The Copycats Should Be Nervous
Strategy inspired an entire movement of corporate Bitcoin treasuries — from Metaplanet in Japan to dozens of smaller firms that adopted the Saylor playbook. If the original architect is now selectively liquidating, it gives every copycat permission to do the same.
Saylor has reframed the doctrine around “Bitcoin per share” (BPS) — arguing that selective sales can protect per-share value. It’s clever. It may be mathematically sound. But it’s fundamentally different from “we will never sell.” The unconditional buyer has become a conditional one.
What Happens Next
Strategy insists it has 18 months of dividend coverage, backed by $26 billion in remaining share-issuance capacity. The 32-coin sale was flagged in advance, executed at a small profit, and funded a specific obligation.

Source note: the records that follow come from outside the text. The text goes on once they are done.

pub mod decimal_serde;
pub mod decimal_utils;
pub mod time_utils;
//! Subgraph response structures.

use serde::Deserialize;
use serde_json::Value;

#[derive(Debug, Deserialize)]
pub(crate) struct GraphResponse<T> {
    pub data: Option<T>,
    #[serde(default)]
    pub errors: Vec<GraphError>,
}

#[derive(Debug, Deserialize)]
pub(crate) struct GraphError {
    pub message: String,
}

#[derive(Debug, Deserialize)]
#[serde(rename_all = "camelCase")]
pub(crate) struct V1Data {
    #[serde(default)]
    pub exchange_historical_datas: Vec<V1HistoricalData>,
}

/// One V1 exchange snapshot. `price` is tokens per ETH.
#[derive(Debug, Deserialize)]
pub(crate) struct V1HistoricalData {
    #[allow(dead_code)]
    pub timestamp: Value,
    pub price: Value,
}

#[derive(Debug, Deserialize)]
#[serde(rename_all = "camelCase")]
pub(crate) struct V2Data {
    #[serde(default)]
    pub pair_day_datas: Vec<V2PairDayData>,
}

#[derive(Debug, Deserialize)]
#[serde(rename_all = "camelCase")]
pub(crate) struct V2PairDayData {
    pub reserve0: Value,
    pub reserve1: Value,
    pub token0: V2Token,
    pub token1: V2Token,
}

#[derive(Debug, Deserialize)]
pub(crate) struct V2Token {
    pub symbol: String,
}
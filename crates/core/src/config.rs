//! Runtime knobs shared by the ledger, executor and price resolver.

use std::time::Duration;

use serde::{Deserialize, Serialize};
use valuemachine_market_data::RetryPolicy;

use crate::constants::{
    CHAIN_NATIVE_ASSETS, DEFAULT_OPAQUE_INTEREST_BEARERS, DEFAULT_RETRY_RATE_LIMIT_DELAY_MS,
    DEFAULT_RETRY_TIMEOUT_DELAY_MS, DEFAULT_UNIT, ETH_EQUIVALENTS, FEE_SINKS, FIAT_CURRENCIES,
};

fn owned(list: &[&str]) -> Vec<String> {
    list.iter().map(|s| s.to_string()).collect()
}

#[derive(Debug, Clone, PartialEq, Serialize, Deserialize)]
#[serde(rename_all = "camelCase", default)]
pub struct ValueMachineConfig {
    /// Default unit of account for prices.
    pub unit: String,
    /// Account-name prefixes whose shortfalls are treated as accrued interest
    /// instead of debt.
    pub opaque_interest_bearers: Vec<String>,
    pub chain_native_assets: Vec<String>,
    pub fiat_currencies: Vec<String>,
    pub eth_equivalents: Vec<String>,
    pub fee_sinks: Vec<String>,
    pub retry_timeout_delay_ms: u64,
    pub retry_rate_limit_delay_ms: u64,
}

impl Default for ValueMachineConfig {
    fn default() -> Self {
        Self {
            unit: DEFAULT_UNIT.to_string(),
            opaque_interest_bearers: owned(DEFAULT_OPAQUE_INTEREST_BEARERS),
            chain_native_assets: owned(CHAIN_NATIVE_ASSETS),
            fiat_currencies: owned(FIAT_CURRENCIES),
            eth_equivalents: owned(ETH_EQUIVALENTS),
            fee_sinks: owned(FEE_SINKS),
            retry_timeout_delay_ms: DEFAULT_RETRY_TIMEOUT_DELAY_MS,
            retry_rate_limit_delay_ms: DEFAULT_RETRY_RATE_LIMIT_DELAY_MS,
        }
    }
}

impl ValueMachineConfig {
    pub fn with_unit(mut self, unit: &str) -> Self {
        self.unit = unit.to_string();
        self
    }

    /// The configured prefix `account` accrues opaque interest under, if any.
    pub fn opaque_interest_source(&self, account: &str) -> Option<&str> {
        self.opaque_interest_bearers
            .iter()
            .find(|prefix| account.starts_with(prefix.as_str()))
            .map(String::as_str)
    }

    pub fn is_opaque_interest_bearer(&self, account: &str) -> bool {
        self.opaque_interest_source(account).is_some()
    }

    pub fn is_chain_native(&self, asset: &str) -> bool {
        self.chain_native_assets.iter().any(|a| a == asset)
    }

    pub fn is_fiat(&self, asset: &str) -> bool {
        self.fiat_currencies.iter().any(|a| a == asset)
    }

    pub fn is_fee_sink(&self, account: &str) -> bool {
        self.fee_sinks.iter().any(|a| a == account)
    }

    /// Maps ETH look-alikes to the canonical ETH ticker.
    pub fn format_unit<'a>(&'a self, unit: &'a str) -> &'a str {
        if self.eth_equivalents.iter().any(|e| e == unit) {
            self.eth_equivalents.first().map(String::as_str).unwrap_or(unit)
        } else {
            unit
        }
    }

    /// Identical tickers, or two members of the ETH-equivalent set.
    pub fn are_equivalent(&self, a: &str, b: &str) -> bool {
        let is_eth = |asset: &str| self.eth_equivalents.iter().any(|e| e == asset);
        a == b || (is_eth(a) && is_eth(b))
    }

    pub fn retry_policy(&self) -> RetryPolicy {
        RetryPolicy::new(
            Duration::from_millis(self.retry_timeout_delay_ms),
            Duration::from_millis(self.retry_rate_limit_delay_ms),
        )
    }
}
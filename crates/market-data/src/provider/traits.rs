//! Price oracle trait definitions.

use async_trait::async_trait;
use chrono::NaiveDate;
use rust_decimal::Decimal;

use crate::errors::MarketDataError;

/// Broad family of an oracle, used to gate which oracle may answer which query.
#[derive(Clone, Copy, Debug, PartialEq, Eq, Hash)]
pub enum OracleKind {
    /// On-chain exchange history. Only consulted when both the asset and the
    /// unit are chain-native tokens.
    Amm,
    /// Aggregated market history covering fiat and most listed tokens.
    History,
}

/// Trait for historical price sources.
///
/// An oracle answers "what was one `asset` worth in `unit` on `date`".
/// `Ok(None)` means the oracle simply has no price; errors are reserved for
/// failed requests so the caller can decide whether to retry.
#[async_trait]
pub trait PriceOracle: Send + Sync {
    /// Constant identifier like "COINGECKO", used in logs.
    fn id(&self) -> &'static str;

    fn kind(&self) -> OracleKind;

    /// Cheap pre-check that avoids a network round trip for pairs the oracle
    /// can never serve.
    fn supports(&self, _date: NaiveDate, _asset: &str, _unit: &str) -> bool {
        true
    }

    async fn fetch_price(
        &self,
        date: NaiveDate,
        asset: &str,
        unit: &str,
    ) -> Result<Option<Decimal>, MarketDataError>;
}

But markets don’t trade on spreadsheets alone. They trade on narratives — and “never sell” was the single most powerful narrative in corporate Bitcoin. Its death forces a repricing of what Strategy is: not a passive Bitcoin vault, but a leveraged financial machine with $1.5 billion in annual obligations and a willingness to liquidate its core asset when the maths demands it.
The number to watch isn’t 32 BTC. It’s mNAV. If the premium recovers, the share-issuance engine restarts and Bitcoin sales stop. If it compresses further, the world’s largest corporate holder becomes a price-sensitive seller during weakness. That’s a structural shift the market has never had to price before.
Saylor told CoinDesk on 11 May that for every Bitcoin Strategy sells, it would buy 20. We’ll be watching. Developing story.